John M. S. Bartlett.pdf - Bio-Nica.info

194 Cremer and Moos
5. Compare the value determined by qPCR with the result of the analysis by flow cytometry.
If the result obtained by qPCR is definitely lower than the one obtained by flow cytometry,
then the ASO primer is most probably not able to detect a single copy of the template
of the malignant clone.
3.7. Optimization of PCR Conditions for ASO Primers
1. As a starting point, use PCRs of 50 µL containing 5 µL of 10× PCR buffer, 2 mM MgCl 2 ,
each deoxynucleotide at 0.1 mM, the ASO primer pair or the CDR3-specific primer
plus LJH at 0.8 µM each, 2.5 U Taq-DNA-polymerase, and a maximum of 1000 ng
of DNA. Amplify with a program consisting of 7 min preheating at 94°C, 60 cycles of
1 min of denaturation at 94°C and 1 min of annealing and extension at 63°C, ending with
a final extension at 63°C for 5 min.
2. If these amplification conditions lead to unsatisfactory results, for example, too many
nonspecific products or low intensity of the specific product, optimize the reaction
conditions. Always amplify a negative control without added DNA, a negative control
with buffy coat DNA from healthy donors, and a positive control with DNA from a BM
sample of the patient.
3. Vary the annealing temperature in steps of 1°C. Vary the MgCl 2 concentration in steps of
0.25 mM. These parameters work synergistically.
4. Vary the concentration of primers in 0.2-µM steps in a range of 0.4 to 1.2 µM. Higher
concentrations of primers can lead to a higher sensitivity; however, this is hampered by
the occurrence of more nonspecific products.
5. Increase the number of amplification cycles to improve sensitivity. Decrease the number
of cycles to reduce nonspecific products.
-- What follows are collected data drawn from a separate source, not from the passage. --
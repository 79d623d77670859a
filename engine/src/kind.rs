//! Collection kinds and their per-kind policies.
//!
//! Carts and liked lists share one reconciliation core. Everything that
//! differs between them (storage keys, remote slug, wire field, add
//! semantics) is answered here.

use crate::{Entity, Error};
use serde::{Deserialize, Serialize};
use std::str::FromStr;

/// The two user-scoped collections the storefront keeps.
#[derive(Debug, Clone, Copy, PartialEq, Eq, Hash, Serialize, Deserialize)]
#[serde(rename_all = "lowercase")]
pub enum CollectionKind {
    Cart,
    Liked,
}

/// What `add` does when the product is already present.
#[derive(Debug, Clone, Copy, PartialEq, Eq)]
pub enum AddPolicy {
    /// Increase the existing quantity
    Accumulate,
    /// Leave the collection untouched
    Idempotent,
}

/// Local storage keys for one collection kind.
#[derive(Debug, Clone, Copy, PartialEq, Eq)]
pub struct StorageKeys {
    /// Key holding the JSON-encoded entity list
    pub entities: &'static str,
    /// Key holding the remote document id
    pub remote_id: &'static str,
}

impl CollectionKind {
    pub const ALL: [CollectionKind; 2] = [CollectionKind::Cart, CollectionKind::Liked];

    pub fn storage_keys(&self) -> StorageKeys {
        match self {
            CollectionKind::Cart => StorageKeys {
                entities: "local_shopping_cart",
                remote_id: "local_cart_id",
            },
            CollectionKind::Liked => StorageKeys {
                entities: "local_liked_products",
                remote_id: "local_liked_id",
            },
        }
    }

    /// Path segment of the remote collection endpoint.
    pub fn api_slug(&self) -> &'static str {
        match self {
            CollectionKind::Cart => "cart",
            CollectionKind::Liked => "liked",
        }
    }

    /// Name of the document field that holds the entities on the wire.
    pub fn content_field(&self) -> &'static str {
        match self {
            CollectionKind::Cart => "content",
            CollectionKind::Liked => "products",
        }
    }

    /// Human readable noun, used in log lines and user facing messages.
    pub fn label(&self) -> &'static str {
        match self {
            CollectionKind::Cart => "cart",
            CollectionKind::Liked => "liked products",
        }
    }

    pub fn add_policy(&self) -> AddPolicy {
        match self {
            CollectionKind::Cart => AddPolicy::Accumulate,
            CollectionKind::Liked => AddPolicy::Idempotent,
        }
    }

    pub fn tracks_quantity(&self) -> bool {
        matches!(self, CollectionKind::Cart)
    }

    /// Bring an entity into the shape this kind stores.
    ///
    /// Cart lines always carry a quantity of at least 1. Liked entities never
    /// carry one.
    pub fn normalize(&self, entity: Entity) -> Entity {
        match self {
            CollectionKind::Cart => {
                let quantity = entity.quantity();
                Entity::cart(entity.product, quantity)
            }
            CollectionKind::Liked => Entity::liked(entity.product),
        }
    }
}

impl std::fmt::Display for CollectionKind {
    fn fmt(&self, f: &mut std::fmt::Formatter<'_>) -> std::fmt::Result {
        f.write_str(self.api_slug())
    }
}

impl FromStr for CollectionKind {
    type Err = Error;

    fn from_str(s: &str) -> Result<Self, Self::Err> {
        match s.trim().to_ascii_lowercase().as_str() {
            "cart" => Ok(CollectionKind::Cart),
            "liked" => Ok(CollectionKind::Liked),
            other => Err(Error::UnknownKind(other.to_string())),
        }
    }
}
//! Error types for the Tote engine.

use crate::{CollectionKind, ProductId};
use thiserror::Error;

/// All possible errors from the Tote engine.
#[derive(Debug, Error, Clone, PartialEq, Eq)]
pub enum Error {
    // Mutation errors
    #[error("operation '{operation}' is not supported for {kind} collections")]
    UnsupportedForKind {
        operation: &'static str,
        kind: CollectionKind,
    },

    #[error("duplicate entity: {0}")]
    DuplicateEntity(ProductId),

    #[error("unknown collection kind: {0}")]
    UnknownKind(String),

    // State errors
    #[error("invalid snapshot: {0}")]
    InvalidSnapshot(String),

    #[error("invalid phase transition from {from} on {event}")]
    InvalidTransition { from: String, event: String },
}

/// Result type for engine operations.
pub type Result<T> = std::result::Result<T, Error>;

#[cfg(test)]
mod tests {
    use super::*;

    #[test]
    fn error_display() {
        let err = Error::UnsupportedForKind {
            operation: "setQuantity",
            kind: CollectionKind::Liked,
        };
        assert_eq!(
            err.to_string(),
            "operation 'setQuantity' is not supported for liked collections"
        );

        let err = Error::DuplicateEntity("p1".into());
        assert_eq!(err.to_string(), "duplicate entity: p1");

        let err = Error::InvalidTransition {
            from: "ready".into(),
            event: "localLoaded".into(),
        };
        assert_eq!(
            err.to_string(),
            "invalid phase transition from ready on localLoaded"
        );
    }
}
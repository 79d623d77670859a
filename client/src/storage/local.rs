//! Collection-level view of the key-value store.

use super::KeyValueStore;
use std::sync::Arc;
use tote_engine::{CollectionKind, EntityList, LocalSnapshot};

/// Loads and saves one collection kind.
///
/// Never fails towards the caller: read problems yield an empty snapshot and
/// write problems are logged, so a broken disk degrades to an in-memory
/// session instead of stopping the app.
#[derive(Clone)]
pub struct LocalStore {
    kind: CollectionKind,
    kv: Arc<dyn KeyValueStore>,
}

impl LocalStore {
    pub fn new(kind: CollectionKind, kv: Arc<dyn KeyValueStore>) -> Self {
        Self { kind, kv }
    }

    pub fn kind(&self) -> CollectionKind {
        self.kind
    }

    /// Read the stored entities and remote id.
    pub async fn load(&self) -> LocalSnapshot {
        let keys = self.kind.storage_keys();
        let (entities, remote_id) =
            futures::join!(self.kv.get(keys.entities), self.kv.get(keys.remote_id));

        let (entities, remote_id) = match (entities, remote_id) {
            (Ok(entities), Ok(remote_id)) => (entities, remote_id),
            (Err(e), _) | (_, Err(e)) => {
                tracing::error!(kind = %self.kind, error = %e, "Error loading local state");
                return LocalSnapshot::empty();
            }
        };

        match LocalSnapshot::decode(self.kind, entities.as_deref(), remote_id.as_deref()) {
            Ok(snapshot) => {
                tracing::debug!(
                    kind = %self.kind,
                    entities = snapshot.entities.len(),
                    remote_id = ?snapshot.remote_id,
                    "Loaded local state"
                );
                snapshot
            }
            Err(e) => {
                tracing::error!(kind = %self.kind, error = %e, "Discarding unreadable local state");
                LocalSnapshot::empty()
            }
        }
    }

    /// Write the entities and set or delete the remote id.
    pub async fn save(&self, entities: &EntityList, remote_id: Option<&str>) {
        let keys = self.kind.storage_keys();
        let snapshot = LocalSnapshot::new(entities.clone(), remote_id.map(String::from));
        let encoded = match snapshot.encode_entities() {
            Ok(encoded) => encoded,
            Err(e) => {
                tracing::error!(kind = %self.kind, error = %e, "Error encoding local state");
                return;
            }
        };

        let write_entities = self.kv.set(keys.entities, &encoded);
        let write_remote_id = async {
            match remote_id {
                Some(id) => self.kv.set(keys.remote_id, id).await,
                None => self.kv.remove(keys.remote_id).await,
            }
        };

        let (entities_result, remote_id_result) = futures::join!(write_entities, write_remote_id);
        for result in [entities_result, remote_id_result] {
            if let Err(e) = result {
                tracing::error!(kind = %self.kind, error = %e, "Error saving local state");
            }
        }
    }
}

impl std::fmt::Debug for LocalStore {
    fn fmt(&self, f: &mut std::fmt::Formatter<'_>) -> std::fmt::Result {
        f.debug_struct("LocalStore")
            .field("kind", &self.kind)
            .finish_non_exhaustive()
    }
}

#[cfg(test)]
mod tests {
    use super::*;
    use crate::storage::{MemoryKv, SqliteKv};
    use tote_engine::{Entity, Product};

    fn cart() -> EntityList {
        EntityList::from_entities(
            CollectionKind::Cart,
            vec![
                Entity::cart(Product::new("A", "Mug", 4.0), 2),
                Entity::cart(Product::new("B", "Bowl", 7.5), 1),
            ],
        )
    }

    #[tokio::test]
    async fn save_then_load_roundtrips() {
        let kv = Arc::new(SqliteKv::connect("sqlite::memory:").await.unwrap());
        let store = LocalStore::new(CollectionKind::Cart, kv);

        store.save(&cart(), Some("r1")).await;
        let snapshot = store.load().await;

        assert_eq!(snapshot.entities, cart());
        assert_eq!(snapshot.remote_id.as_deref(), Some("r1"));
    }

    #[tokio::test]
    async fn saving_without_id_deletes_the_key() {
        let kv = Arc::new(MemoryKv::new());
        let store = LocalStore::new(CollectionKind::Cart, kv.clone());

        store.save(&cart(), Some("r1")).await;
        store.save(&cart(), None).await;

        assert_eq!(kv.peek("local_cart_id"), None);
        assert!(kv.peek("local_shopping_cart").is_some());
        assert_eq!(store.load().await.remote_id, None);
    }

    #[tokio::test]
    async fn kinds_use_disjoint_keys() {
        let kv = Arc::new(MemoryKv::new());
        let carts = LocalStore::new(CollectionKind::Cart, kv.clone());
        let liked = LocalStore::new(CollectionKind::Liked, kv.clone());

        carts.save(&cart(), Some("c1")).await;
        assert!(liked.load().await.is_empty());

        liked.save(&EntityList::new(), Some("l1")).await;
        assert_eq!(carts.load().await.remote_id.as_deref(), Some("c1"));
        assert_eq!(kv.len(), 4);
    }

    #[tokio::test]
    async fn corrupt_data_loads_empty() {
        let kv = Arc::new(MemoryKv::new());
        kv.set("local_liked_products", "{oops").await.unwrap();
        kv.set("local_liked_id", "l1").await.unwrap();

        let store = LocalStore::new(CollectionKind::Liked, kv);
        assert!(store.load().await.is_empty());
    }

    #[tokio::test]
    async fn io_failures_are_swallowed() {
        let kv = Arc::new(MemoryKv::new());
        let store = LocalStore::new(CollectionKind::Cart, kv.clone());
        store.save(&cart(), Some("r1")).await;

        kv.set_failing(true);
        assert!(store.load().await.is_empty());
        store.save(&EntityList::new(), None).await;

        kv.set_failing(false);
        assert_eq!(store.load().await.entities, cart());
    }
}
At least 50 cycles should be performed to allow
detection of single copies of template, which is a prerequisite for the statistical analysis of
limiting dilution series by likelihood maximization.
4. Notes
1. No distinct band or multiple bands are visible after consensus PCR: Some BM samples will
not lead to a single distinct band of the expected size after consensus PCR. Either only a
polyclonal smear is visible or, in rare cases, more than one band of the expected size. (1)
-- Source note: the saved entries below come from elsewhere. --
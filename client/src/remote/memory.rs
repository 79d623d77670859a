//! In-process remote backend.
//!
//! Behaves like the REST API (one document per user and kind, 404 for
//! unknown ids) and records every call, which makes it the backend of choice
//! for tests and for running the CLI without a server.

use super::{RemoteCollection, RemoteCollections, RemoteError};
use async_trait::async_trait;
use chrono::{DateTime, Utc};
use dashmap::DashMap;
use std::sync::atomic::{AtomicBool, AtomicU64, Ordering};
use tokio::sync::Mutex;
use tote_engine::{CollectionKind, Credentials, EntityList, RemoteId, UserId};
use uuid::Uuid;

/// One call received by [`MemoryRemote`].
#[derive(Debug, Clone, PartialEq)]
pub enum RemoteCall {
    Find {
        kind: CollectionKind,
        user_id: UserId,
    },
    Create {
        kind: CollectionKind,
        entities: EntityList,
    },
    Patch {
        kind: CollectionKind,
        remote_id: RemoteId,
        entities: EntityList,
    },
    Delete {
        kind: CollectionKind,
        remote_id: RemoteId,
    },
}

#[derive(Debug, Clone)]
struct StoredDoc {
    kind: CollectionKind,
    owner: UserId,
    entities: EntityList,
    seq: u64,
    updated_at: DateTime<Utc>,
}

#[derive(Debug, Default)]
pub struct MemoryRemote {
    docs: DashMap<RemoteId, StoredDoc>,
    calls: Mutex<Vec<RemoteCall>>,
    next_seq: AtomicU64,
    unauthorized: AtomicBool,
    offline: AtomicBool,
}

impl MemoryRemote {
    pub fn new() -> Self {
        Self::default()
    }

    /// Store a document directly, without recording a call.
    pub fn insert(&self, kind: CollectionKind, owner: &str, entities: EntityList) -> RemoteId {
        let id = Uuid::new_v4().to_string();
        self.docs.insert(id.clone(), self.stored(kind, owner, entities));
        id
    }

    /// Drop a document, as if it was deleted by another device.
    pub fn forget(&self, remote_id: &str) -> bool {
        self.docs.remove(remote_id).is_some()
    }

    pub fn entities_of(&self, remote_id: &str) -> Option<EntityList> {
        self.docs.get(remote_id).map(|doc| doc.entities.clone())
    }

    /// Ids of all documents of `kind` owned by `owner`, oldest first.
    pub fn ids_for(&self, kind: CollectionKind, owner: &str) -> Vec<RemoteId> {
        let mut owned: Vec<(u64, RemoteId)> = self
            .docs
            .iter()
            .filter(|entry| entry.kind == kind && entry.owner == owner)
            .map(|entry| (entry.seq, entry.key().clone()))
            .collect();
        owned.sort();
        owned.into_iter().map(|(_, id)| id).collect()
    }

    /// Answer every request with 401.
    pub fn set_unauthorized(&self, unauthorized: bool) {
        self.unauthorized.store(unauthorized, Ordering::SeqCst);
    }

    /// Answer every request with 503.
    pub fn set_offline(&self, offline: bool) {
        self.offline.store(offline, Ordering::SeqCst);
    }

    pub async fn calls(&self) -> Vec<RemoteCall> {
        self.calls.lock().await.clone()
    }

    pub async fn clear_calls(&self) {
        self.calls.lock().await.clear();
    }

    fn stored(&self, kind: CollectionKind, owner: &str, entities: EntityList) -> StoredDoc {
        StoredDoc {
            kind,
            owner: owner.to_string(),
            entities,
            seq: self.next_seq.fetch_add(1, Ordering::SeqCst),
            updated_at: Utc::now(),
        }
    }

    async fn record(&self, call: RemoteCall) -> Result<(), RemoteError> {
        self.calls.lock().await.push(call);
        if self.offline.load(Ordering::SeqCst) {
            return Err(RemoteError::Status {
                status: 503,
                body: "offline".into(),
            });
        }
        if self.unauthorized.load(Ordering::SeqCst) {
            return Err(RemoteError::Unauthorized(401));
        }
        Ok(())
    }

    fn owned_doc(
        &self,
        kind: CollectionKind,
        credentials: Credentials<'_>,
        remote_id: &str,
    ) -> Result<(), RemoteError> {
        match self.docs.get(remote_id) {
            Some(doc) if doc.kind == kind && doc.owner == credentials.user_id => Ok(()),
            Some(_) => Err(RemoteError::Unauthorized(403)),
            None => Err(RemoteError::NotFound),
        }
    }
}

#[async_trait]
impl RemoteCollections for MemoryRemote {
    async fn find_owned(
        &self,
        kind: CollectionKind,
        credentials: Credentials<'_>,
    ) -> Result<Option<RemoteCollection>, RemoteError> {
        self.record(RemoteCall::Find {
            kind,
            user_id: credentials.user_id.to_string(),
        })
        .await?;

        let first = self.ids_for(kind, credentials.user_id).into_iter().next();
        Ok(first.and_then(|id| {
            self.docs.get(&id).map(|doc| RemoteCollection {
                id: id.clone(),
                owner: doc.owner.clone(),
                entities: doc.entities.clone(),
                updated_at: Some(doc.updated_at),
            })
        }))
    }

    async fn create(
        &self,
        kind: CollectionKind,
        credentials: Credentials<'_>,
        entities: &EntityList,
    ) -> Result<RemoteId, RemoteError> {
        self.record(RemoteCall::Create {
            kind,
            entities: entities.clone(),
        })
        .await?;

        Ok(self.insert(kind, credentials.user_id, entities.clone()))
    }

    async fn patch(
        &self,
        kind: CollectionKind,
        credentials: Credentials<'_>,
        remote_id: &str,
        entities: &EntityList,
    ) -> Result<(), RemoteError> {
        self.record(RemoteCall::Patch {
            kind,
            remote_id: remote_id.to_string(),
            entities: entities.clone(),
        })
        .await?;

        self.owned_doc(kind, credentials, remote_id)?;
        if let Some(mut doc) = self.docs.get_mut(remote_id) {
            doc.entities = entities.clone();
            doc.updated_at = Utc::now();
        }
        Ok(())
    }

    async fn delete(
        &self,
        kind: CollectionKind,
        credentials: Credentials<'_>,
        remote_id: &str,
    ) -> Result<(), RemoteError> {
        self.record(RemoteCall::Delete {
            kind,
            remote_id: remote_id.to_string(),
        })
        .await?;

        self.owned_doc(kind, credentials, remote_id)?;
        self.docs.remove(remote_id);
        Ok(())
    }
}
Change the strategy used for consensus PCR (FR3 or FR1). Try DNA instead of RNA.
Prepare a PCR mixture containing 10 µL of 10× PCR buffer, 2 mM MgCl 2 , each deoxynucleotide
at 0.05 mM, primers FR1C or FR3A plus LJH at 0.4 µM each, and 2.5 U Taq-
DNA-polymerase. Add 500 to 1000 ng of DNA and distilled water to a final volume of 100 µL.
Amplify with a program consisting of 7 min denaturation and enzyme activation at 94°C,
followed by 50 cycles of denaturation for 1 min at 94°C and combined annealing and
extension at 63°C (for primer FR3A) or 65°C (for primer FR1C), followed by a final
extension step at 65°C for 5 min. If possible, collect another BM aspirate and start again.
2. Sequence has no resemblance to known CDR regions: This is most probably caused by a
nonspecific product of the consensus PCR. Perform consensus RT-PCR again.
3. Sequence of a CDR-region is unsuitable for primer design: Sometimes the sequence of
a CDR region is too short, has too many base repeats, or has too many long stretches
rich in G and C, which makes designing primers difficult. Because CDR1 and CDR2
region are shorter and less variable than the CDR3-region, one should never do without a
CDR3-specific primer. If segments suitable for primer design are not long enough, identify
at least a short segment that is apt. Devise primers complementary to this stretch, and
elongate in 5′-end direction (never in 3′-direction, because this end is more important for
specific annealing of the primer to the template). Use the CDR1/2- plus CDR3-specific
primer strategy, if the CDR3 region is the one that is difficult for primer design.